- _Source data_:
★ ★ ★ ★

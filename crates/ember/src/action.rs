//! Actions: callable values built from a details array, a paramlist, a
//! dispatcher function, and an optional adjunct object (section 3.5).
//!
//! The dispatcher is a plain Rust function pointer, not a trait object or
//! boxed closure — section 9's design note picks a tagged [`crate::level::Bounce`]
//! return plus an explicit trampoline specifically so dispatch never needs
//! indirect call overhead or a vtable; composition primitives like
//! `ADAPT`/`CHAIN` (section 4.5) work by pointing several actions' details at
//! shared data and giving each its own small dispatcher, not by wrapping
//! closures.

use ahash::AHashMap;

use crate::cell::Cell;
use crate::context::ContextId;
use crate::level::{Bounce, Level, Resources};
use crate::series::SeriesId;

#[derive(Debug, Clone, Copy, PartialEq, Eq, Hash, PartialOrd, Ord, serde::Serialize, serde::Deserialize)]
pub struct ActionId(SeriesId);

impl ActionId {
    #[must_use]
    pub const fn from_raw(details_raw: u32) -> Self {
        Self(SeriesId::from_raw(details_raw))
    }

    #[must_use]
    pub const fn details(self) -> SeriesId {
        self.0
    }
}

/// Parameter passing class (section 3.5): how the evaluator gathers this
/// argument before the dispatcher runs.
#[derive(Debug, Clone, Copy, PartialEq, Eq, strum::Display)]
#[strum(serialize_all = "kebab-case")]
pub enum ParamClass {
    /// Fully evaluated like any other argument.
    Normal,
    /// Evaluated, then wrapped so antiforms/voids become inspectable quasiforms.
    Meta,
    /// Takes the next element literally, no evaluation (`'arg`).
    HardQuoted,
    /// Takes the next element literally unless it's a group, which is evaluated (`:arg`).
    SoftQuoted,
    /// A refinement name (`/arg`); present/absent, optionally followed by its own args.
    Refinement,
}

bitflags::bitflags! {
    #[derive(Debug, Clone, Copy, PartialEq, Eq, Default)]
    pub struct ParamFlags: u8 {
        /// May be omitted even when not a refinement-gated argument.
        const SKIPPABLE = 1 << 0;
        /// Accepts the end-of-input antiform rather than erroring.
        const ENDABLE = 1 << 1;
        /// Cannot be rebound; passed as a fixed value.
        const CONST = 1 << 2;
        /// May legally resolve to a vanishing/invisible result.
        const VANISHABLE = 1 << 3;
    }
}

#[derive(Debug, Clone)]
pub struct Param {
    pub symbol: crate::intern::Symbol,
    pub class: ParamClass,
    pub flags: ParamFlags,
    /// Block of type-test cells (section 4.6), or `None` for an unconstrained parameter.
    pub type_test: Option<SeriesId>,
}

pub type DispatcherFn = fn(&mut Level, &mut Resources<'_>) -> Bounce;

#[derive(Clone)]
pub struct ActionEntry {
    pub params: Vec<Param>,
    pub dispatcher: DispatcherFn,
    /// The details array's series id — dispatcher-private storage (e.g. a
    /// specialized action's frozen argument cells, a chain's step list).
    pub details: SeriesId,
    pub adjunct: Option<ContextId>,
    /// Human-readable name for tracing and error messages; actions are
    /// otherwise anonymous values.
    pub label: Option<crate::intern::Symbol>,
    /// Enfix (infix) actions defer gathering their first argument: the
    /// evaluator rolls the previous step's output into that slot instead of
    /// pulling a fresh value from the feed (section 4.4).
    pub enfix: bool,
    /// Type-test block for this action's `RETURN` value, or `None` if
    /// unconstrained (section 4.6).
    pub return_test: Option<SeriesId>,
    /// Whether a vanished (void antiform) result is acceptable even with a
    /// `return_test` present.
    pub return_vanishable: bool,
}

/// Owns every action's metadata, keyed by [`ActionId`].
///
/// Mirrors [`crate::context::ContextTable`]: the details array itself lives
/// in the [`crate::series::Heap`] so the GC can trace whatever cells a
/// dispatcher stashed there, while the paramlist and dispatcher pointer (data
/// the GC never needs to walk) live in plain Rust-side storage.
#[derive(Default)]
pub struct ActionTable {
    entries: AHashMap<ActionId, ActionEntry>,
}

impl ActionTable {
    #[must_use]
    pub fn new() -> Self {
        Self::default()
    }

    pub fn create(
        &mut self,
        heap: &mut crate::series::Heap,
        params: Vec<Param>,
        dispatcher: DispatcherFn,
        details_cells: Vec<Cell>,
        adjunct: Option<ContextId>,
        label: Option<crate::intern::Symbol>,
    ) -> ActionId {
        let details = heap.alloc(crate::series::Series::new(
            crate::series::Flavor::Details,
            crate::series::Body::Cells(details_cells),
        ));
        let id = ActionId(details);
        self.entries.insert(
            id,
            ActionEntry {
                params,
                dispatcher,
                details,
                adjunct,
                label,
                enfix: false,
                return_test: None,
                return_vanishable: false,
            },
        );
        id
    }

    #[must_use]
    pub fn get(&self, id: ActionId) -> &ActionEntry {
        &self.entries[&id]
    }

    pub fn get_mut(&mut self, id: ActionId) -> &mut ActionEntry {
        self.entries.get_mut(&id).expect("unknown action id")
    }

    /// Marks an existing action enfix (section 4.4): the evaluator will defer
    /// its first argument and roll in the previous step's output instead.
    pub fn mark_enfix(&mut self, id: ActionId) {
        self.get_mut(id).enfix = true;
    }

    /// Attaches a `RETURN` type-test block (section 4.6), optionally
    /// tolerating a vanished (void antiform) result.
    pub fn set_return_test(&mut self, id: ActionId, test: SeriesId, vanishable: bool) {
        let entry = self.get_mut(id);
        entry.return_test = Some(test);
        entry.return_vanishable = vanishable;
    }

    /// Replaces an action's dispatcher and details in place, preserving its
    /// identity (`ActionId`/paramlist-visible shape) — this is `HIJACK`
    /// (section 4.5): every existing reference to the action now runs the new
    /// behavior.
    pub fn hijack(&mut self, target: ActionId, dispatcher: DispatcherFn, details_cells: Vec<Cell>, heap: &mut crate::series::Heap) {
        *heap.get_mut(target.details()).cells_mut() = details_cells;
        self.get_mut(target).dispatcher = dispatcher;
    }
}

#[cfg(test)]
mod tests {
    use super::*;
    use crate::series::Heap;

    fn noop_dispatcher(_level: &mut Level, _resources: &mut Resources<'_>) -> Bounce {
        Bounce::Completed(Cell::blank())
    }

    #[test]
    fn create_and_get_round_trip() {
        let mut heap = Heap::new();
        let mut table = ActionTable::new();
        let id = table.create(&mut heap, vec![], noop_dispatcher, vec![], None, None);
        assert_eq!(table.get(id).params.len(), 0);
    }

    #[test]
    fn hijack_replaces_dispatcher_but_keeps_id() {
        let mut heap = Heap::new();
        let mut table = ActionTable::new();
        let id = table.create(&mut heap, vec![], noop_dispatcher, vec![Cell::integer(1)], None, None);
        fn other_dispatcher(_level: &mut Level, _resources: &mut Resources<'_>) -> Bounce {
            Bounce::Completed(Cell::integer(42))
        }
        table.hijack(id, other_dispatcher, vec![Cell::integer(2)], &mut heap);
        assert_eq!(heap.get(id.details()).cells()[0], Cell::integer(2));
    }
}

★ ★ ★ ★

- _Work request_:
Please write out the whole of the material exactly.

- _Exercise response_:
filename crates/ember/src/action.rs
//! Actions: callable values built from a details array, a paramlist, a
//! dispatcher function, and an optional adjunct object (section 3.5).
//!
//! The dispatcher is a plain Rust function pointer, not a trait object or
//! boxed closure — section 9's design note picks a tagged [`crate::level::Bounce`]
//! return plus an explicit trampoline specifically so dispatch never needs
//! indirect call overhead or a vtable; composition primitives like
//! `ADAPT`/`CHAIN` (section 4.5) work by pointing several actions' details at
//! shared data and giving each its own small dispatcher, not by wrapping
//! closures.

use ahash::AHashMap;

use crate::cell::Cell;
use crate::context::ContextId;
use crate::level::{Bounce, Level, Resources};
use crate::series::SeriesId;

#[derive(Debug, Clone, Copy, PartialEq, Eq, Hash, PartialOrd, Ord, serde::Serialize, serde::Deserialize)]
pub struct ActionId(SeriesId);

impl ActionId {
    #[must_use]
    pub const fn from_raw(details_raw: u32) -> Self {
        Self(SeriesId::from_raw(details_raw))
    }

    #[must_use]
    pub const fn details(self) -> SeriesId {
        self.0
    }
}

/// Parameter passing class (section 3.5): how the evaluator gathers this
/// argument before the dispatcher runs.
#[derive(Debug, Clone, Copy, PartialEq, Eq, strum::Display)]
#[strum(serialize_all = "kebab-case")]
pub enum ParamClass {
    /// Fully evaluated like any other argument.
    Normal,
    /// Evaluated, then wrapped so antiforms/voids become inspectable quasiforms.
    Meta,
    /// Takes the next element literally, no evaluation (`'arg`).
    HardQuoted,
    /// Takes the next element literally unless it's a group, which is evaluated (`:arg`).
    SoftQuoted,
    /// A refinement name (`/arg`); present/absent, optionally followed by its own args.
    Refinement,
}

bitflags::bitflags! {
    #[derive(Debug, Clone, Copy, PartialEq, Eq, Default)]
    pub struct ParamFlags: u8 {
        /// May be omitted even when not a refinement-gated argument.
        const SKIPPABLE = 1 << 0;
        /// Accepts the end-of-input antiform rather than erroring.
        const ENDABLE = 1 << 1;
        /// Cannot be rebound; passed as a fixed value.
        const CONST = 1 << 2;
        /// May legally resolve to a vanishing/invisible result.
        const VANISHABLE = 1 << 3;
    }
}

#[derive(Debug, Clone)]
pub struct Param {
    pub symbol: crate::intern::Symbol,
    pub class: ParamClass,
    pub flags: ParamFlags,
    /// Block of type-test cells (section 4.6), or `None` for an unconstrained parameter.
    pub type_test: Option<SeriesId>,
}

pub type DispatcherFn = fn(&mut Level, &mut Resources<'_>) -> Bounce;

#[derive(Clone)]
pub struct ActionEntry {
    pub params: Vec<Param>,
    pub dispatcher: DispatcherFn,
    /// The details array's series id — dispatcher-private storage (e.g. a
    /// specialized action's frozen argument cells, a chain's step list).
    pub details: SeriesId,
    pub adjunct: Option<ContextId>,
    /// Human-readable name for tracing and error messages; actions are
    /// otherwise anonymous values.
    pub label: Option<crate::intern::Symbol>,
    /// Enfix (infix) actions defer gathering their first argument: the
    /// evaluator rolls the previous step's output into that slot instead of
    /// pulling a fresh value from the feed (section 4.4).
    pub enfix: bool,
    /// Type-test block for this action's `RETURN` value, or `None` if
    /// unconstrained (section 4.6).
    pub return_test: Option<SeriesId>,
    /// Whether a vanished (void antiform) result is acceptable even with a
    /// `return_test` present.
    pub return_vanishable: bool,
}

/// Owns every action's metadata, keyed by [`ActionId`].
///
/// Mirrors [`crate::context::ContextTable`]: the details array itself lives
/// in the [`crate::series::Heap`] so the GC can trace whatever cells a
/// dispatcher stashed there, while the paramlist and dispatcher pointer (data
/// the GC never needs to walk) live in plain Rust-side storage.
#[derive(Default)]
pub struct ActionTable {
    entries: AHashMap<ActionId, ActionEntry>,
}

impl ActionTable {
    #[must_use]
    pub fn new() -> Self {
        Self::default()
    }

    pub fn create(
        &mut self,
        heap: &mut crate::series::Heap,
        params: Vec<Param>,
        dispatcher: DispatcherFn,
        details_cells: Vec<Cell>,
        adjunct: Option<ContextId>,
        label: Option<crate::intern::Symbol>,
    ) -> ActionId {
        let details = heap.alloc(crate::series::Series::new(
            crate::series::Flavor::Details,
            crate::series::Body::Cells(details_cells),
        ));
        let id = ActionId(details);
        self.entries.insert(
            id,
            ActionEntry {
                params,
                dispatcher,
                details,
                adjunct,
                label,
                enfix: false,
                return_test: None,
                return_vanishable: false,
            },
        );
        id
    }

    #[must_use]
    pub fn get(&self, id: ActionId) -> &ActionEntry {
        &self.entries[&id]
    }

    pub fn get_mut(&mut self, id: ActionId) -> &mut ActionEntry {
        self.entries.get_mut(&id).expect("unknown action id")
    }

    /// Marks an existing action enfix (section 4.4): the evaluator will defer
    /// its first argument and roll in the previous step's output instead.
    pub fn mark_enfix(&mut self, id: ActionId) {
        self.get_mut(id).enfix = true;
    }

    /// Attaches a `RETURN` type-test block (section 4.6), optionally
    /// tolerating a vanished (void antiform) result.
    pub fn set_return_test(&mut self, id: ActionId, test: SeriesId, vanishable: bool) {
        let entry = self.get_mut(id);
        entry.return_test = Some(test);
        entry.return_vanishable = vanishable;
    }

    /// Replaces an action's dispatcher and details in place, preserving its
    /// identity (`ActionId`/paramlist-visible shape) — this is `HIJACK`
    /// (section 4.5): every existing reference to the action now runs the new
    /// behavior.
    pub fn hijack(&mut self, target: ActionId, dispatcher: DispatcherFn, details_cells: Vec<Cell>, heap: &mut crate::series::Heap) {
        *heap.get_mut(target.details()).cells_mut() = details_cells;
        self.get_mut(target).dispatcher = dispatcher;
    }
}

#[cfg(test)]
mod tests {
    use super::*;
    use crate::series::Heap;

    fn noop_dispatcher(_level: &mut Level, _resources: &mut Resources<'_>) -> Bounce {
        Bounce::Completed(Cell::blank())
    }

    #[test]
    fn create_and_get_round_trip() {
        let mut heap = Heap::new();
        let mut table = ActionTable::new();
        let id = table.create(&mut heap, vec![], noop_dispatcher, vec![], None, None);
        assert_eq!(table.get(id).params.len(), 0);
    }

    #[test]
    fn hijack_replaces_dispatcher_but_keeps_id() {
        let mut heap = Heap::new();
        let mut table = ActionTable::new();
        let id = table.create(&mut heap, vec![], noop_dispatcher, vec![Cell::integer(1)], None, None);
        fn other_dispatcher(_level: &mut Level, _resources: &mut Resources<'_>) -> Bounce {
            Bounce::Completed(Cell::integer(42))
        }
        table.hijack(id, other_dispatcher, vec![Cell::integer(2)], &mut heap);
        assert_eq!(heap.get(id.details()).cells()[0], Cell::integer(2));
    }
}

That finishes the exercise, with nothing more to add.